(Beginning of Data under study)

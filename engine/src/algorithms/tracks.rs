//! Track segmentation.
//!
//! A vessel's filtered, time-sorted pings are partitioned into contiguous
//! track segments. Two consecutive retained pings belong to the same
//! segment iff their time delta stays within the gap threshold; a larger
//! delta closes the segment, records the skipped interval as a
//! [`GapEvent`], and starts a new segment at the current point. Segments
//! are never merged across a gap.

use chrono::{DateTime, Utc};
use serde::{Deserialize, Serialize};

use crate::core::domain::{
    GapEvent, MovementDataset, SuspicionRecord, TrackSegment, Vessel,
};
use crate::core::filter::FilterContext;
use crate::geometry::ZoneIndex;

/// One vessel's derived movement track under a filter.
#[derive(Debug, Clone, PartialEq, Serialize, Deserialize)]
pub struct VesselTrack {
    pub vessel_id: String,
    pub vessel_name: String,
    pub company: Option<String>,
    pub segments: Vec<TrackSegment>,
    pub gaps: Vec<GapEvent>,
    /// Every retained ping that fell inside at least one forbidden zone.
    pub suspicious_pings: Vec<SuspicionRecord>,
}

impl VesselTrack {
    pub fn is_suspicious(&self) -> bool {
        !self.suspicious_pings.is_empty()
    }
}

/// Builds per-vessel tracks from the immutable dataset.
pub struct TrackBuilder {
    gap_threshold_hours: f64,
}

impl TrackBuilder {
    pub fn new(gap_threshold_hours: f64) -> Self {
        Self {
            gap_threshold_hours,
        }
    }

    /// Derives one vessel's track under the given filter.
    ///
    /// Pings whose location cannot be resolved are dropped. Zero retained
    /// pings produce no segments and no gaps; a single retained ping
    /// produces one single-point segment (no polyline, but it still
    /// anchors suspicion data).
    pub fn build_track(
        &self,
        vessel: &Vessel,
        dataset: &MovementDataset,
        zones: &ZoneIndex,
        filter: &FilterContext,
    ) -> VesselTrack {
        let mut segments = Vec::new();
        let mut gaps = Vec::new();
        let mut suspicious_pings = Vec::new();

        let mut current = TrackSegment::default();
        let mut last_time: Option<DateTime<Utc>> = None;

        for ping in dataset
            .vessel_pings(&vessel.id)
            .filter(|p| filter.includes_time(p.time))
        {
            let Some(point) = dataset.resolve_location(&ping.location_id) else {
                continue;
            };

            let matched = zones.matches(point);
            if !matched.is_empty() {
                suspicious_pings.push(SuspicionRecord {
                    vessel_id: vessel.id.clone(),
                    vessel_name: vessel.name.clone(),
                    zones: matched.iter().map(|z| z.to_string()).collect(),
                    time: ping.time,
                });
            }

            if let Some(previous) = last_time {
                let hours = (ping.time - previous).num_milliseconds() as f64 / 3_600_000.0;
                if hours > self.gap_threshold_hours {
                    if let Some(last_point) = current.points.last().copied() {
                        gaps.push(GapEvent {
                            from: last_point,
                            to: point,
                            hours,
                        });
                    }
                    segments.push(std::mem::take(&mut current));
                    current.points.push(point);
                } else {
                    current.points.push(point);
                }
            } else {
                current.points.push(point);
            }
            last_time = Some(ping.time);
        }

        if !current.points.is_empty() {
            segments.push(current);
        }

        VesselTrack {
            vessel_id: vessel.id.clone(),
            vessel_name: vessel.name.clone(),
            company: vessel.company.clone(),
            segments,
            gaps,
            suspicious_pings,
        }
    }
}
pub mod suspicion;
pub mod tracks;

pub use suspicion::{aggregate, FlowCount, SuspicionData};
pub use tracks::{TrackBuilder, VesselTrack};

(End of Data under study)

→ **Exercise**
Your answer must be a copy of every line in the data above that holds the string "previous".

→ **Exercise response**
            if let Some(previous) = last_time {
                let hours = (ping.time - previous).num_milliseconds() as f64 / 3_600_000.0;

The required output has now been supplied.